**EXTRACTED INFORMATION:**
....
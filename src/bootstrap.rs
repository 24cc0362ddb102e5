use anyhow::{Context, Result};
use std::sync::Arc;
use tracing::info;

use crate::agent::AgentDefinition;
use crate::bus::JobContext;
use crate::providers::{CapabilityFactory, LlmConfig, SttConfig, TtsConfig, VadConfig};
use crate::session::{AgentSession, SessionOptions};

/// Instruction for the single opening utterance
pub const GREETING_INSTRUCTIONS: &str =
    "Greet the user briefly and ask what role they're interviewing for. \
     Keep it under 2 sentences.";

/// Per-job entrypoint: join the room, assemble the session, start it, and
/// issue the scripted greeting.
///
/// A strictly ordered pipeline with early return on failure. Nothing is
/// caught or retried here; any error propagates to the worker's job-failure
/// handling.
pub async fn run_job(
    ctx: Arc<dyn JobContext>,
    capabilities: Arc<dyn CapabilityFactory>,
) -> Result<()> {
    let room = ctx.room();

    info!("Connecting to room: {}", room.name());
    ctx.connect().await.context("Failed to connect to room")?;
    info!("Connected to room successfully");

    let agent = AgentDefinition::interviewer();

    let vad = capabilities
        .load_vad(VadConfig::default())
        .await
        .context("Failed to load voice activity detector")?;
    let stt = capabilities
        .init_stt(SttConfig::default())
        .await
        .context("Failed to initialize speech-to-text")?;
    let llm = capabilities
        .init_llm(LlmConfig::default())
        .await
        .context("Failed to initialize language model")?;
    let tts = capabilities
        .init_tts(TtsConfig::default())
        .await
        .context("Failed to initialize speech synthesis")?;

    let session = AgentSession::new(SessionOptions::default(), vad, stt, llm, tts);

    session
        .start(&agent, room)
        .await
        .context("Failed to start agent session")?;
    info!("Agent started and listening");

    session
        .generate_reply(GREETING_INSTRUCTIONS)
        .await
        .context("Failed to request opening reply")?;

    Ok(())
}
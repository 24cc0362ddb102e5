use super::options::SessionOptions;
use crate::agent::AgentDefinition;
use crate::bus::{ReplyDirective, Room, SessionDescriptor};
use crate::providers::{LanguageModel, SpeechSynthesizer, SpeechToText, VoiceDetector};
use anyhow::{bail, Result};
use chrono::Utc;
use std::sync::atomic::{AtomicBool, Ordering};
use std::sync::Arc;
use tokio::sync::Mutex;
use tracing::info;

/// An agent session wiring a persona and four capability providers to a room.
///
/// The session itself performs no media processing; it resolves the effective
/// tuning, announces the session through the room exactly once, and forwards
/// reply directives. The hosting pipeline drives the conversation from there.
pub struct AgentSession {
    /// Session-level tuning (persona overrides applied at start)
    options: SessionOptions,

    /// Voice-activity detector handle
    vad: Arc<dyn VoiceDetector>,

    /// Speech-to-text handle
    stt: Arc<dyn SpeechToText>,

    /// Language-model handle
    llm: Arc<dyn LanguageModel>,

    /// Speech-synthesis handle
    tts: Arc<dyn SpeechSynthesizer>,

    /// Whether the session has been started
    started: AtomicBool,

    /// Room the session is bound to, set by `start`
    room: Mutex<Option<Arc<dyn Room>>>,
}

impl AgentSession {
    pub fn new(
        options: SessionOptions,
        vad: Arc<dyn VoiceDetector>,
        stt: Arc<dyn SpeechToText>,
        llm: Arc<dyn LanguageModel>,
        tts: Arc<dyn SpeechSynthesizer>,
    ) -> Self {
        Self {
            options,
            vad,
            stt,
            llm,
            tts,
            started: AtomicBool::new(false),
            room: Mutex::new(None),
        }
    }

    /// Start the session, binding the persona and the room.
    ///
    /// Validates both tuning records, resolves persona overrides, and
    /// announces the session through the room. Starting twice is an error.
    pub async fn start(&self, agent: &AgentDefinition, room: Arc<dyn Room>) -> Result<()> {
        agent.validate()?;
        self.options.validate()?;

        if self.started.swap(true, Ordering::SeqCst) {
            bail!("Session already started");
        }

        let (min_endpointing_delay, max_endpointing_delay) =
            self.options.resolve_endpointing(agent);
        let allow_interruptions = self.options.resolve_interruptions(agent);

        info!(
            "Starting session in room {} (vad={}, stt={}, llm={}, tts={})",
            room.name(),
            self.vad.label(),
            self.stt.label(),
            self.llm.label(),
            self.tts.label()
        );

        let descriptor = SessionDescriptor {
            room: room.name().to_string(),
            instructions: agent.instructions.clone(),
            min_endpointing_delay,
            max_endpointing_delay,
            allow_interruptions,
            min_interruption_duration: self.options.min_interruption_duration,
            min_consecutive_speech_delay: self.options.min_consecutive_speech_delay,
            user_away_timeout: self.options.user_away_timeout,
            vad: self.vad.config().clone(),
            stt: self.stt.config().clone(),
            llm: self.llm.config().clone(),
            tts: self.tts.config().clone(),
            timestamp: Utc::now().to_rfc3339(),
        };

        if let Err(e) = room.begin_session(&descriptor).await {
            self.started.store(false, Ordering::SeqCst);
            return Err(e);
        }

        {
            let mut bound = self.room.lock().await;
            *bound = Some(room);
        }

        info!("Session started successfully");

        Ok(())
    }

    /// Request one scripted reply from the session.
    ///
    /// Fire-and-forget relative to the ongoing conversation: the hosting
    /// pipeline generates and speaks the reply.
    pub async fn generate_reply(&self, instructions: &str) -> Result<()> {
        if !self.started.load(Ordering::SeqCst) {
            bail!("Session has not been started");
        }

        let room = {
            let bound = self.room.lock().await;
            match bound.as_ref() {
                Some(room) => Arc::clone(room),
                None => bail!("Session has no bound room"),
            }
        };

        room.request_reply(&ReplyDirective::new(instructions)).await
    }

    /// Whether `start` has completed
    pub fn is_started(&self) -> bool {
        self.started.load(Ordering::SeqCst)
    }
}
//! Agent bus: job dispatch and room messaging over NATS

pub mod messages;
pub mod room;

pub use messages::{JobAssignment, ReplyDirective, SessionDescriptor};
pub use room::{JobContext, NatsJobContext, NatsRoom, Room};
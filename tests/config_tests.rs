use interview_agent::Config;

#[test]
fn test_config_defaults_without_file() {
    // No config file present; defaults must fill every field
    let cfg = Config::load("config/does-not-exist").unwrap();

    assert_eq!(cfg.worker.nats_url, "nats://localhost:4222");
    assert_eq!(cfg.worker.agent_name, "mock-interviewer");
    assert_eq!(cfg.worker.job_subject, "agents.jobs.mock-interviewer");

    // Secrets default to empty and are rejected later by provider init
    assert!(cfg.deepgram.api_key.is_empty());
    assert!(cfg.groq.api_key.is_empty());
}
//! Lenient deserializers for fields the API does not shape consistently.

use serde::de::{self, Deserializer};
use serde::Deserialize;
use serde_json::Value;

/// Accepts either a single string or a list of strings. `null` becomes an
/// empty list.
pub(crate) fn one_or_many<'de, D>(deserializer: D) -> Result<Vec<String>, D::Error>
where
    D: Deserializer<'de>,
{
    #[derive(Deserialize)]
    #[serde(untagged)]
    enum OneOrMany {
        One(String),
        Many(Vec<String>),
        Null(()),
    }

    Ok(match OneOrMany::deserialize(deserializer)? {
        OneOrMany::One(s) if s.is_empty() => Vec::new(),
        OneOrMany::One(s) => vec![s],
        OneOrMany::Many(v) => v,
        OneOrMany::Null(()) => Vec::new(),
    })
}

/// Accepts a reference that is either a bare id (string or number) or a
/// populated object carrying `id`/`_id`.
pub(crate) fn id_ref<'de, D>(deserializer: D) -> Result<Option<String>, D::Error>
where
    D: Deserializer<'de>,
{
    let value = Option::<Value>::deserialize(deserializer)?;
    match value {
        None | Some(Value::Null) => Ok(None),
        Some(Value::String(s)) => Ok(Some(s)),
        Some(Value::Number(n)) => Ok(Some(n.to_string())),
        Some(Value::Object(map)) => match map.get("id").or_else(|| map.get("_id")) {
            Some(Value::String(s)) => Ok(Some(s.clone())),
            Some(Value::Number(n)) => Ok(Some(n.to_string())),
            _ => Err(de::Error::custom("referenced object has no id")),
        },
        Some(other) => Err(de::Error::custom(format!(
            "expected id reference, got {other}"
        ))),
    }
}

/// Accepts an id that the server may send as a number.
pub(crate) fn id_string<'de, D>(deserializer: D) -> Result<String, D::Error>
where
    D: Deserializer<'de>,
{
    match Value::deserialize(deserializer)? {
        Value::String(s) => Ok(s),
        Value::Number(n) => Ok(n.to_string()),
        other => Err(de::Error::custom(format!("expected id, got {other}"))),
    }
}
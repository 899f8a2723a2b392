use serde::Serialize;
use serde::de::DeserializeOwned;
use std::fmt::Debug;

/// An entity shape that a provider can cache.
///
/// Identity is server-assigned and immutable, so `id` is the only key the
/// cache uses for replacement and removal. `foreign_key` is what
/// `get_by_foreign_key` lookups match against.
pub trait Resource:
    Debug + Clone + PartialEq + Serialize + DeserializeOwned + Send + Sync + 'static
{
    /// Server-assigned identifier.
    fn id(&self) -> &str;

    /// Human-readable label used in listings and notifications.
    fn display_name(&self) -> &str;

    /// The grouping reference this entity carries, if any.
    fn foreign_key(&self) -> Option<&str> {
        None
    }
}
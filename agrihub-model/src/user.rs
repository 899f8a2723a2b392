use crate::resource::Resource;
use crate::serde_helpers::id_string;
use chrono::{DateTime, Utc};
use serde::{Deserialize, Serialize};

/// Access role of a platform user.
#[derive(Debug, Clone, Copy, PartialEq, Eq, Default, Serialize, Deserialize)]
#[serde(rename_all = "lowercase")]
pub enum UserRole {
    Admin,
    #[default]
    User,
}

impl UserRole {
    pub fn as_str(&self) -> &'static str {
        match self {
            UserRole::Admin => "admin",
            UserRole::User => "user",
        }
    }
}

/// A registered user, as managed from the admin dashboard.
#[derive(Debug, Clone, PartialEq, Serialize, Deserialize)]
#[serde(rename_all = "camelCase")]
pub struct User {
    #[serde(alias = "_id", deserialize_with = "id_string")]
    pub id: String,
    #[serde(alias = "fullName")]
    pub name: String,
    pub email: String,
    #[serde(default, skip_serializing_if = "Option::is_none")]
    pub phone: Option<String>,
    #[serde(default)]
    pub role: UserRole,
    /// Set once the OTP check has succeeded.
    #[serde(default)]
    pub is_verified: bool,
    #[serde(default, skip_serializing_if = "Option::is_none")]
    pub created_at: Option<DateTime<Utc>>,
}

impl Resource for User {
    fn id(&self) -> &str {
        &self.id
    }

    fn display_name(&self) -> &str {
        &self.name
    }

    fn foreign_key(&self) -> Option<&str> {
        Some(self.role.as_str())
    }
}
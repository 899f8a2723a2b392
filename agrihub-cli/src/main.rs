//! AgriHub command-line client.
//!
//! Usage:
//!   agrihub --api-url https://api.example.com/api list crops
//!   agrihub --token-file ~/.agrihub/session.json login --email a@b.c --password ...

use agrihub_cli::{Cli, run};
use anyhow::Result;
use clap::Parser;
use tracing::{Level, debug};
use tracing_subscriber::FmtSubscriber;

#[tokio::main]
async fn main() -> Result<()> {
    let cli = Cli::parse();
    let log_level = if cli.verbose { Level::DEBUG } else { Level::INFO };
    FmtSubscriber::builder()
        .with_max_level(log_level)
        .with_writer(std::io::stderr)
        .with_target(false)
        .compact()
        .init();

    let ctx = cli.context()?;
    debug!("Using API at {}", ctx.config().api.base_url);

    let mut stdout = std::io::stdout().lock();
    run(&ctx, cli.command.clone(), &mut stdout).await
}
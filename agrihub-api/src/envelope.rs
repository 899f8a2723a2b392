//! Normalization of the API's response envelopes.
//!
//! Endpoints wrap payloads under `data`, `resources`, `documents` and a few
//! other keys, and some of them report failure through a `success: false`
//! field on an otherwise successful response. Both conventions are folded
//! into one shape here.

use crate::error::{ApiError, ApiResult};
use serde::de::DeserializeOwned;
use serde_json::{Map, Value};

/// Keys a payload may be wrapped under, in lookup order.
pub const PAYLOAD_KEYS: [&str; 11] = [
    "data",
    "resources",
    "resource",
    "documents",
    "document",
    "users",
    "user",
    "types",
    "items",
    "item",
    "result",
];

/// Rejects a body that carries `"success": false`.
pub fn check_success(value: Value) -> ApiResult<Value> {
    if value.get("success").and_then(Value::as_bool) == Some(false) {
        let message = message(&value).unwrap_or_else(|| "request was not successful".to_string());
        return Err(ApiError::Rejected { message });
    }
    Ok(value)
}

/// Server-supplied message, from `message` or `error`.
pub fn message(value: &Value) -> Option<String> {
    ["message", "error"]
        .iter()
        .find_map(|key| value.get(*key).and_then(Value::as_str))
        .map(str::to_string)
}

/// Strips the envelope, returning the wrapped payload or the body itself.
///
/// An object with its own `id`/`_id` and no `success`/`message` is a bare
/// entity and is returned whole, even if one of its fields shares a name
/// with a wrapper key.
pub fn unwrap_payload(value: Value) -> Value {
    match value {
        Value::Object(map) if !is_envelope(&map) => Value::Object(map),
        Value::Object(mut map) => {
            for key in PAYLOAD_KEYS {
                if map.get(key).is_some_and(|v| !v.is_null()) {
                    if let Some(inner) = map.remove(key) {
                        return inner;
                    }
                }
            }
            Value::Object(map)
        }
        other => other,
    }
}

fn is_envelope(map: &Map<String, Value>) -> bool {
    let marked = map.contains_key("success") || map.contains_key("message");
    let identified = map.contains_key("id") || map.contains_key("_id");
    marked || !identified
}

/// Strips the envelope and deserializes the payload.
pub fn decode<T: DeserializeOwned>(value: Value) -> ApiResult<T> {
    serde_json::from_value(unwrap_payload(value)).map_err(|e| ApiError::Decode(e.to_string()))
}
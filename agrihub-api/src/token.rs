//! Bearer token storage.
//!
//! The token is read per request and never refreshed automatically; a
//! rejected token surfaces as an HTTP 401 like any other failure.

use crate::error::{ApiError, ApiResult};
use serde::{Deserialize, Serialize};
use std::path::{Path, PathBuf};
use std::sync::{PoisonError, RwLock};
use tracing::debug;

/// Where the session's bearer token lives.
pub trait TokenStore: Send + Sync {
    /// Current token, if signed in.
    fn token(&self) -> Option<String>;

    /// Replaces the stored token.
    fn set_token(&self, token: &str) -> ApiResult<()>;

    /// Forgets the stored token.
    fn clear(&self) -> ApiResult<()>;
}

/// Process-local token storage.
#[derive(Debug, Default)]
pub struct MemoryTokenStore {
    token: RwLock<Option<String>>,
}

impl MemoryTokenStore {
    pub fn new() -> Self {
        Self::default()
    }

    /// Creates a store that already holds `token`.
    pub fn with_token(token: impl Into<String>) -> Self {
        Self {
            token: RwLock::new(Some(token.into())),
        }
    }
}

impl TokenStore for MemoryTokenStore {
    fn token(&self) -> Option<String> {
        self.token
            .read()
            .unwrap_or_else(PoisonError::into_inner)
            .clone()
    }

    fn set_token(&self, token: &str) -> ApiResult<()> {
        *self.token.write().unwrap_or_else(PoisonError::into_inner) = Some(token.to_string());
        Ok(())
    }

    fn clear(&self) -> ApiResult<()> {
        *self.token.write().unwrap_or_else(PoisonError::into_inner) = None;
        Ok(())
    }
}

#[derive(Debug, Default, Serialize, Deserialize)]
struct TokenFile {
    token: Option<String>,
}

/// Token storage persisted as a small JSON file, so a session survives
/// restarts of the client.
#[derive(Debug)]
pub struct FileTokenStore {
    path: PathBuf,
    cached: RwLock<Option<String>>,
}

impl FileTokenStore {
    /// Opens the store at `path`. A missing file means "signed out".
    pub fn open(path: impl Into<PathBuf>) -> ApiResult<Self> {
        let path = path.into();
        let token = match std::fs::read_to_string(&path) {
            Ok(raw) if raw.trim().is_empty() => None,
            Ok(raw) => serde_json::from_str::<TokenFile>(&raw)
                .map_err(|e| ApiError::Storage(format!("corrupt token file {}: {e}", path.display())))?
                .token,
            Err(e) if e.kind() == std::io::ErrorKind::NotFound => None,
            Err(e) => {
                return Err(ApiError::Storage(format!(
                    "cannot read token file {}: {e}",
                    path.display()
                )));
            }
        };
        debug!("Opened token store at {:?} (signed in: {})", path, token.is_some());
        Ok(Self {
            path,
            cached: RwLock::new(token),
        })
    }

    pub fn path(&self) -> &Path {
        &self.path
    }

    fn persist(&self, token: Option<&str>) -> ApiResult<()> {
        if let Some(parent) = self.path.parent().filter(|p| !p.as_os_str().is_empty()) {
            std::fs::create_dir_all(parent)
                .map_err(|e| ApiError::Storage(format!("cannot create {}: {e}", parent.display())))?;
        }
        let body = serde_json::to_string(&TokenFile {
            token: token.map(str::to_string),
        })?;
        std::fs::write(&self.path, body).map_err(|e| {
            ApiError::Storage(format!("cannot write token file {}: {e}", self.path.display()))
        })
    }
}

impl TokenStore for FileTokenStore {
    fn token(&self) -> Option<String> {
        self.cached
            .read()
            .unwrap_or_else(PoisonError::into_inner)
            .clone()
    }

    fn set_token(&self, token: &str) -> ApiResult<()> {
        self.persist(Some(token))?;
        *self.cached.write().unwrap_or_else(PoisonError::into_inner) = Some(token.to_string());
        Ok(())
    }

    fn clear(&self) -> ApiResult<()> {
        self.persist(None)?;
        *self.cached.write().unwrap_or_else(PoisonError::into_inner) = None;
        Ok(())
    }
}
....
**PROBLEM TO WORK ON:**
Count the lines above with the string "once"; report only that figure.

**RESULT:**
2